Later, in May 2009, under the advice of the then first secretary of Energy of President Obama, Dr. Steven Chu, the Nobel Prize-winning physicist, who said: “We asked ourselves, ‘Is it likely in the next 10 or 15, 20 years that we will convert to a hydrogen car economy?’. The answer, we felt, was ‘no.’”, this appropriation of funds was eliminated by the Obama administration, whose attention shifted towards the battery-powered vehicles.
Hydrogen is a not an energy source, but only a way of storing and tranporting energy. Though the electric vehicles powered by the hydrogen fuel cells (FCEVs) do not emit carbon dioxide, they should be categorized as a carbon-negative mode of transport, if the hydrogen used by them comes from carbon-negative sources like coal and natural gas.
Currently, the majority portion of the Hydrogen produced, almost 95%, is from fossil fuels – by steam reforming or partial oxidation of natural gas or coal gasification – either way, producing carbon dioxide as a by-product.

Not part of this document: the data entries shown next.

use wasm_bindgen::prelude::*;

use crate::domain::logging::LogComponent;
use crate::infrastructure::{BrowserTimeProvider, ConsoleLogger};

pub mod app;
pub mod application;
pub mod config;
pub mod domain;
pub mod infrastructure;
pub mod presentation;
pub mod time_utils;

pub use application::{ChartController, ChartSession, RefreshTimer};
pub use config::AppConfig;
pub use domain::errors::{ChartError, ChartResult};
pub use presentation::PriceChart;

/// Install the browser logger, clock and panic hook.
#[wasm_bindgen(start)]
pub fn initialize() {
    console_error_panic_hook::set_once();

    let logger = if cfg!(debug_assertions) { ConsoleLogger::new_development() } else { ConsoleLogger::new_production() };
    domain::logging::init_logger(Box::new(logger));
    domain::logging::init_time_provider(Box::new(BrowserTimeProvider::new()));

    crate::log_info!(
        LogComponent::Presentation("Initialize"),
        "🚀 Price chart engine {} initialized",
        env!("CARGO_PKG_VERSION")
    );
}
use super::value_objects::{PricePoint, SeriesId, Symbol, Timestamp};
use super::regression::RegressionResult;
use crate::domain::chart::Color;
use serde::{Deserialize, Serialize};

/// Domain entity - A tradable asset known to the price service
#[derive(Debug, Clone, PartialEq, Serialize, Deserialize)]
pub struct CryptoAsset {
    pub id: SeriesId,
    pub symbol: Symbol,
    pub name: String,
}

/// Domain entity - Latest quote for an asset
#[derive(Debug, Clone, PartialEq, Serialize, Deserialize)]
pub struct CurrentPrice {
    pub id: SeriesId,
    pub symbol: Symbol,
    pub name: String,
    pub price: f64,
    pub timestamp: Timestamp,
}

/// Raw history for one asset as returned by the repository.
#[derive(Debug, Clone, PartialEq, Serialize, Deserialize)]
pub struct PriceHistory {
    pub id: SeriesId,
    pub symbol: Symbol,
    pub name: String,
    pub points: Vec<PricePoint>,
}

/// History plus the trend the service computed for it.
#[derive(Debug, Clone, PartialEq, Serialize)]
pub struct RemoteRegression {
    pub history: PriceHistory,
    pub result: RegressionResult,
    pub equation: String,
}

/// Domain entity - One displayable price series.
///
/// `points` must be sorted ascending by timestamp.
#[derive(Debug, Clone, PartialEq)]
pub struct Series {
    pub id: SeriesId,
    pub label: String,
    pub color: Color,
    pub points: Vec<PricePoint>,
}

impl Series {
    pub fn new(id: SeriesId, label: impl Into<String>, color: Color, points: Vec<PricePoint>) -> Self {
        Self { id, label: label.into(), color, points }
    }

    pub fn len(&self) -> usize {
        self.points.len()
    }

    pub fn is_empty(&self) -> bool {
        self.points.is_empty()
    }

    /// Same identity and color with a different set of points.
    pub fn with_points(&self, points: Vec<PricePoint>) -> Self {
        Self {
            id: self.id,
            label: self.label.clone(),
            color: self.color,
            points,
        }
    }
}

There are also other sources like solar, biomass, wind and geothermal, which are renewable, and nuclear and oil, which are non-renewable. Last week, Toyota has launched an effort to test a renewable and fully carbon-neutral hydrogen supply chain powered by wind energy in Japan. Coming to storing solar power in the form of hydrogen, while there are various methods like solar pv and solar thermal, ‘Artificial Leaf’ is one among them.
Hydrogen is the simplest and the most abundant element in the universe. Though it is not available in gaseous form on earth, all we have to do is crack water and get hydrogen and oxygen. Though there are many methods to do this splitting job, artificial leaf does that in an environment-friendly way, using just solar energy.

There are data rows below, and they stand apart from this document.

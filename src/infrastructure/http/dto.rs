//! Wire shapes of the price service and their conversion into domain types.
//!
//! Everything loosely typed stops here: timestamps are normalized to Unix
//! seconds, prices are checked and histories come out sorted.

use crate::domain::errors::NetworkError;
use crate::domain::market_data::{
    CryptoAsset, CurrentPrice, PriceHistory, PricePoint, RegressionResult, RemoteRegression, SeriesId, Symbol,
    Timestamp,
};
use crate::time_utils::parse_timestamp;
use chrono::FixedOffset;
use serde::Deserialize;
use serde::de::DeserializeOwned;
use std::collections::BTreeMap;

/// Decode a response body, failing on any `status` other than `"success"`.
pub fn decode_envelope<T: DeserializeOwned>(body: &str) -> Result<T, NetworkError> {
    let probe: StatusProbe = serde_json::from_str(body).map_err(decode_error)?;
    if probe.status != "success" {
        return Err(NetworkError::ServiceStatus {
            status: probe.status,
            message: probe.message.unwrap_or_default(),
        });
    }
    serde_json::from_str(body).map_err(decode_error)
}

fn decode_error(error: serde_json::Error) -> NetworkError {
    NetworkError::Decode(error.to_string())
}

#[derive(Debug, Deserialize)]
struct StatusProbe {
    status: String,
    #[serde(default)]
    message: Option<String>,
}

/// Unix seconds as a number, or any text layout `parse_timestamp` accepts.
#[derive(Debug, Clone, PartialEq, Deserialize)]
#[serde(untagged)]
pub enum RawTimestamp {
    Unix(i64),
    Text(String),
}

impl RawTimestamp {
    pub fn to_domain(&self, offset: &FixedOffset) -> Result<Timestamp, NetworkError> {
        match self {
            RawTimestamp::Unix(secs) => Ok(Timestamp::from_secs(*secs)),
            RawTimestamp::Text(raw) => parse_timestamp(raw, offset)
                .map(Timestamp::from_secs)
                .ok_or_else(|| NetworkError::Decode(format!("unrecognized timestamp '{raw}'"))),
        }
    }
}

fn checked_price(price: f64) -> Result<f64, NetworkError> {
    if price.is_finite() && price >= 0.0 {
        Ok(price)
    } else {
        Err(NetworkError::Decode(format!("invalid price {price}")))
    }
}

fn sorted(mut points: Vec<PricePoint>) -> Vec<PricePoint> {
    points.sort_by_key(|p| p.timestamp);
    points
}

#[derive(Debug, Deserialize)]
pub struct CryptoDto {
    pub id: u32,
    pub symbol: String,
    pub name: String,
}

#[derive(Debug, Deserialize)]
pub struct CryptoListBody {
    pub data: Vec<CryptoDto>,
}

impl CryptoListBody {
    pub fn into_domain(self) -> Vec<CryptoAsset> {
        self.data
            .into_iter()
            .map(|c| CryptoAsset { id: SeriesId::new(c.id), symbol: Symbol::from(c.symbol), name: c.name })
            .collect()
    }
}

#[derive(Debug, Deserialize)]
pub struct CurrentPriceDto {
    pub id: u32,
    pub symbol: String,
    pub name: String,
    pub price: f64,
    pub timestamp: RawTimestamp,
}

#[derive(Debug, Deserialize)]
pub struct CurrentPricesBody {
    pub data: Vec<CurrentPriceDto>,
}

impl CurrentPricesBody {
    pub fn into_domain(self, offset: &FixedOffset) -> Result<Vec<CurrentPrice>, NetworkError> {
        self.data
            .into_iter()
            .map(|dto| {
                Ok(CurrentPrice {
                    id: SeriesId::new(dto.id),
                    symbol: Symbol::from(dto.symbol),
                    name: dto.name,
                    price: checked_price(dto.price)?,
                    timestamp: dto.timestamp.to_domain(offset)?,
                })
            })
            .collect()
    }
}

#[derive(Debug, Deserialize)]
pub struct HistoryPointDto {
    pub price: f64,
    pub timestamp: RawTimestamp,
    #[serde(default)]
    pub timestamp_unix: Option<i64>,
}

impl HistoryPointDto {
    fn to_domain(&self, offset: &FixedOffset) -> Result<PricePoint, NetworkError> {
        let timestamp = match self.timestamp_unix {
            Some(secs) => Timestamp::from_secs(secs),
            None => self.timestamp.to_domain(offset)?,
        };
        Ok(PricePoint::new(timestamp, checked_price(self.price)?))
    }
}

fn points_from(data: &[HistoryPointDto], offset: &FixedOffset) -> Result<Vec<PricePoint>, NetworkError> {
    data.iter().map(|p| p.to_domain(offset)).collect::<Result<Vec<_>, _>>().map(sorted)
}

/// `/prices/history`
#[derive(Debug, Deserialize)]
pub struct HistoryBody {
    #[serde(default)]
    pub crypto_id: Option<u32>,
    #[serde(default)]
    pub symbol: String,
    #[serde(default)]
    pub name: String,
    pub data: Vec<HistoryPointDto>,
}

impl HistoryBody {
    /// `requested` identifies the series when the body omits `crypto_id`.
    pub fn into_domain(self, requested: SeriesId, offset: &FixedOffset) -> Result<PriceHistory, NetworkError> {
        let id = self.crypto_id.map(SeriesId::new).unwrap_or(requested);
        if id != requested {
            return Err(NetworkError::Decode(format!("asked for series {requested}, got {id}")));
        }
        Ok(PriceHistory {
            id,
            symbol: Symbol::from(self.symbol),
            name: self.name,
            points: points_from(&self.data, offset)?,
        })
    }
}

/// One row of the per-symbol maps in `/prices/all-cryptos` and `/prices/compare`.
#[derive(Debug, Deserialize)]
pub struct TaggedPointDto {
    pub crypto_id: u32,
    pub symbol: String,
    pub name: String,
    pub price: f64,
    pub timestamp: RawTimestamp,
    /// Hour of day, only sent by `/prices/compare`.
    #[serde(default)]
    pub hour: Option<u8>,
}

/// `/prices/all-cryptos` and `/prices/compare`
#[derive(Debug, Deserialize)]
pub struct GroupedHistoryBody {
    pub data: BTreeMap<String, Vec<TaggedPointDto>>,
}

impl GroupedHistoryBody {
    /// One history per asset, ordered by id; empty groups are skipped.
    pub fn into_domain(self, offset: &FixedOffset) -> Result<Vec<PriceHistory>, NetworkError> {
        let mut histories = Vec::with_capacity(self.data.len());
        for (key, rows) in self.data {
            let Some(first) = rows.first() else {
                continue;
            };
            let id = SeriesId::new(first.crypto_id);
            let symbol = if first.symbol.is_empty() { key } else { first.symbol.clone() };
            let name = first.name.clone();
            let points = rows
                .iter()
                .map(|row| {
                    if row.crypto_id != id.value() {
                        return Err(NetworkError::Decode(format!(
                            "group {symbol} mixes series {id} and {}",
                            row.crypto_id
                        )));
                    }
                    Ok(PricePoint::new(row.timestamp.to_domain(offset)?, checked_price(row.price)?))
                })
                .collect::<Result<Vec<_>, _>>()?;
            histories.push(PriceHistory { id, symbol: Symbol::from(symbol), name, points: sorted(points) });
        }
        histories.sort_by_key(|h| h.id);
        Ok(histories)
    }
}

#[derive(Debug, Deserialize)]
pub struct RegressionDto {
    pub slope: f64,
    pub intercept: f64,
    pub r_squared: f64,
    pub equation: String,
    pub data_points: usize,
}

/// `/prices/regression`
#[derive(Debug, Deserialize)]
pub struct RegressionBody {
    #[serde(default)]
    pub crypto_id: Option<u32>,
    #[serde(default)]
    pub symbol: String,
    #[serde(default)]
    pub name: String,
    pub data: Vec<HistoryPointDto>,
    pub regression: RegressionDto,
}

impl RegressionBody {
    pub fn into_domain(self, requested: SeriesId, offset: &FixedOffset) -> Result<RemoteRegression, NetworkError> {
        let RegressionBody { crypto_id, symbol, name, data, regression } = self;
        let history = HistoryBody { crypto_id, symbol, name, data }.into_domain(requested, offset)?;
        let r_squared = (regression.data_points >= 2 && regression.r_squared.is_finite())
            .then(|| regression.r_squared.clamp(0.0, 1.0));
        Ok(RemoteRegression {
            history,
            result: RegressionResult {
                slope: regression.slope,
                intercept: regression.intercept,
                r_squared,
                sample_count: regression.data_points,
            },
            equation: regression.equation,
        })
    }
}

Many scientists have been conducting researches on the Artificial leaf fantasy for the past three decades. While many of those theories looked plausible, only some entered the pre-commercial echelon. Caltech scientists are saying that they are one among those few.
Caltech’s Joint Center for Artificial Photosynthesis (JCAP), for the last 5 years, has been working in this field to bring useful fuels out of sunlight, water, and Carbon dioxide by imitating the natural photosynthesis. Recently, they have published a paper in Energy and Environmental Science on their latest design.

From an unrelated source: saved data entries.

use crate::domain::chart::{ChartFrame, ChartRenderer, Color, ErrorOverlay, Severity};
use crate::domain::errors::RenderingError;
use crate::domain::logging::LogComponent;
use crate::log_trace;
use wasm_bindgen::{JsCast, JsValue};
use web_sys::{CanvasRenderingContext2d, HtmlCanvasElement};

const FONT: &str = "12px sans-serif";
const LEGEND_ROW: f64 = 16.0;

/// Canvas 2D renderer for charts - Infrastructure implementation
pub struct CanvasRenderer {
    canvas_id: String,
}

impl CanvasRenderer {
    pub fn new(canvas_id: impl Into<String>) -> Self {
        Self { canvas_id: canvas_id.into() }
    }

    pub fn canvas_id(&self) -> &str {
        &self.canvas_id
    }

    /// Get canvas element and context
    fn get_canvas_context(&self) -> Result<(HtmlCanvasElement, CanvasRenderingContext2d), RenderingError> {
        let document = web_sys::window()
            .and_then(|w| w.document())
            .ok_or_else(|| RenderingError::ContextUnavailable("no document".to_string()))?;
        let canvas = document
            .get_element_by_id(&self.canvas_id)
            .ok_or_else(|| RenderingError::CanvasNotFound(self.canvas_id.clone()))?
            .dyn_into::<HtmlCanvasElement>()
            .map_err(|_| RenderingError::CanvasNotFound(self.canvas_id.clone()))?;

        let context = canvas
            .get_context("2d")
            .map_err(|e| RenderingError::ContextUnavailable(format!("{e:?}")))?
            .ok_or_else(|| RenderingError::ContextUnavailable("2d context is null".to_string()))?
            .dyn_into::<CanvasRenderingContext2d>()
            .map_err(|_| RenderingError::ContextUnavailable("not a 2D context".to_string()))?;

        Ok((canvas, context))
    }

    fn draw_axes(&self, ctx: &CanvasRenderingContext2d, frame: &ChartFrame) -> Result<(), RenderingError> {
        let c = &frame.config;
        ctx.set_line_width(1.0);
        ctx.set_font(FONT);

        ctx.set_stroke_style_str(&Color::GRID.to_css());
        ctx.set_fill_style_str(&Color::AXIS.to_css());
        ctx.set_text_align("center");
        ctx.set_text_baseline("top");
        for tick in &frame.x_ticks {
            ctx.begin_path();
            ctx.move_to(tick.position, c.padding_top);
            ctx.line_to(tick.position, c.inner_bottom());
            ctx.stroke();
            ctx.fill_text(&tick.label, tick.position, c.inner_bottom() + 6.0).map_err(draw_failed)?;
        }

        ctx.set_text_align("right");
        ctx.set_text_baseline("middle");
        for tick in &frame.y_ticks {
            ctx.begin_path();
            ctx.move_to(c.padding_left, tick.position);
            ctx.line_to(c.inner_right(), tick.position);
            ctx.stroke();
            ctx.fill_text(&tick.label, c.padding_left - 6.0, tick.position).map_err(draw_failed)?;
        }

        ctx.set_stroke_style_str(&Color::AXIS.to_css());
        ctx.begin_path();
        ctx.move_to(c.padding_left, c.padding_top);
        ctx.line_to(c.padding_left, c.inner_bottom());
        ctx.line_to(c.inner_right(), c.inner_bottom());
        ctx.stroke();
        Ok(())
    }

    fn draw_series(&self, ctx: &CanvasRenderingContext2d, frame: &ChartFrame) -> Result<(), RenderingError> {
        let c = &frame.config;
        ctx.save();
        ctx.begin_path();
        ctx.rect(c.padding_left, c.padding_top, c.inner_width(), c.inner_height());
        ctx.clip();

        ctx.set_line_width(2.0);
        for line in &frame.lines {
            let Some((first, rest)) = line.points.split_first() else {
                continue;
            };
            ctx.set_stroke_style_str(&line.color.to_css());
            ctx.begin_path();
            ctx.move_to(first.x, first.y);
            for p in rest {
                ctx.line_to(p.x, p.y);
            }
            ctx.stroke();
        }

        if let Some(trend) = &frame.trend {
            let dash = js_sys::Array::of2(&JsValue::from_f64(6.0), &JsValue::from_f64(4.0));
            ctx.set_line_dash(&dash).map_err(draw_failed)?;
            ctx.set_stroke_style_str(&trend.color.to_css());
            ctx.begin_path();
            ctx.move_to(trend.start.x, trend.start.y);
            ctx.line_to(trend.end.x, trend.end.y);
            ctx.stroke();
            ctx.set_line_dash(&js_sys::Array::new()).map_err(draw_failed)?;
        }

        ctx.restore();
        Ok(())
    }

    fn draw_legend(&self, ctx: &CanvasRenderingContext2d, frame: &ChartFrame) -> Result<(), RenderingError> {
        let c = &frame.config;
        let x = c.padding_left + 8.0;
        ctx.set_font(FONT);
        ctx.set_text_align("left");
        ctx.set_text_baseline("middle");

        let mut y = c.padding_top + 10.0;
        for entry in &frame.legend {
            ctx.set_fill_style_str(&entry.color.to_css());
            ctx.fill_rect(x, y - 4.0, 8.0, 8.0);
            let text = match entry.last_price {
                Some(price) => format!("{} {:.2}", entry.label, price),
                None => entry.label.clone(),
            };
            ctx.set_fill_style_str(&Color::AXIS.to_css());
            ctx.fill_text(&text, x + 14.0, y).map_err(draw_failed)?;
            y += LEGEND_ROW;
        }

        let note = match (&frame.trend, &frame.trend_unavailable) {
            (Some(trend), _) => Some(trend.equation.clone()),
            (None, Some(reason)) => Some(reason.user_message().to_string()),
            (None, None) => None,
        };
        if let Some(note) = note {
            ctx.set_fill_style_str(&Color::TREND.to_css());
            ctx.fill_text(&note, x, y).map_err(draw_failed)?;
        }
        Ok(())
    }

    fn draw_message(
        &self,
        ctx: &CanvasRenderingContext2d,
        frame: &ChartFrame,
        text: &str,
    ) -> Result<(), RenderingError> {
        let c = &frame.config;
        ctx.set_font("14px sans-serif");
        ctx.set_text_align("center");
        ctx.set_text_baseline("middle");
        ctx.set_fill_style_str(&Color::AXIS.to_css());
        ctx.fill_text(text, c.padding_left + c.inner_width() / 2.0, c.padding_top + c.inner_height() / 2.0)
            .map_err(draw_failed)
    }

    fn draw_overlay(
        &self,
        ctx: &CanvasRenderingContext2d,
        frame: &ChartFrame,
        overlay: &ErrorOverlay,
    ) -> Result<(), RenderingError> {
        let c = &frame.config;
        let color = match overlay.severity {
            Severity::Warning => Color::WARNING,
            Severity::Error => Color::ERROR,
        };
        let height = 24.0;
        let top = c.inner_bottom() - height;
        ctx.set_fill_style_str(&color.with_alpha(0.85).to_css());
        ctx.fill_rect(c.padding_left, top, c.inner_width(), height);
        ctx.set_font(FONT);
        ctx.set_text_align("left");
        ctx.set_text_baseline("middle");
        ctx.set_fill_style_str(&Color::WHITE.to_css());
        ctx.fill_text(&overlay.message, c.padding_left + 8.0, top + height / 2.0).map_err(draw_failed)
    }
}

fn draw_failed(error: JsValue) -> RenderingError {
    RenderingError::DrawFailed(format!("{error:?}"))
}

impl ChartRenderer for CanvasRenderer {
    fn render(&self, frame: &ChartFrame, overlay: Option<&ErrorOverlay>) -> Result<(), RenderingError> {
        let (canvas, ctx) = self.get_canvas_context()?;
        let c = &frame.config;
        canvas.set_width(c.width as u32);
        canvas.set_height(c.height as u32);

        ctx.clear_rect(0.0, 0.0, c.width, c.height);
        ctx.set_fill_style_str(&Color::WHITE.to_css());
        ctx.fill_rect(0.0, 0.0, c.width, c.height);

        if frame.is_empty() {
            self.draw_message(&ctx, frame, "No data for the selected window")?;
        } else {
            self.draw_axes(&ctx, frame)?;
            self.draw_series(&ctx, frame)?;
            self.draw_legend(&ctx, frame)?;
        }
        if let Some(overlay) = overlay {
            self.draw_overlay(&ctx, frame, overlay)?;
        }

        log_trace!(
            LogComponent::Infrastructure("CanvasRenderer"),
            "🎨 Rendered {} lines, trend: {}",
            frame.lines.len(),
            frame.trend.is_some()
        );
        Ok(())
    }
}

Caltech’s design employs a gallium arsenide photoanode and a photocathode separated by a semi-permeable membrane. Gallium arsenide is an amazing light absorber but, tends to oxidize in the presence of water. To protect and keep the photoanode stable, a layer of titanium dioxide is used. Another layer, which is of nickel, is applied on top of that to work as a catalyst.
On exposure to sunlight, the gallium arsenide photoanode oxidises water molecules and generates oxygen (O2), protons and electrons, which pass through the semi-permeable membrane, and form H2 upon recombination, which happens due to the presence of the photocathode.
Thus, the fully integrated stand-alone system developed by the Caltech researchers intakes water and separates hydrogen from oxygen in the presence of sunlight. Their achievement, in their own words, “shatters all of the combined safety, performance, and stability records for artificial leaf technology by factors of 5 to 10 or more.”
The device shown in the video (at the bottom) is a 1 Sq cm prototype operated for forty hours with above 10% efficiency, producing about 0.8 ml hydrogen per second. The scientists are still trying to perfect the device as they found that it is prone to degradation when left running indefinitely.
They found that the solar-to-hydrogen conversion efficiency, which was 11% initially, is gradually decreasing with time – to 10% after 40 hours, 9% after a total of 80 hours of operation. But, the happy news is that the scientists have found not only the cause of the degradation but also a possible solution for it. The further results will be posted as soon as they have gotten the solution to work. The team of scientists is pretty sure that the problem is solvable and let us hope for good results as Caltech is trying hard to take us one step closer to the dream that is Hydrogen economy.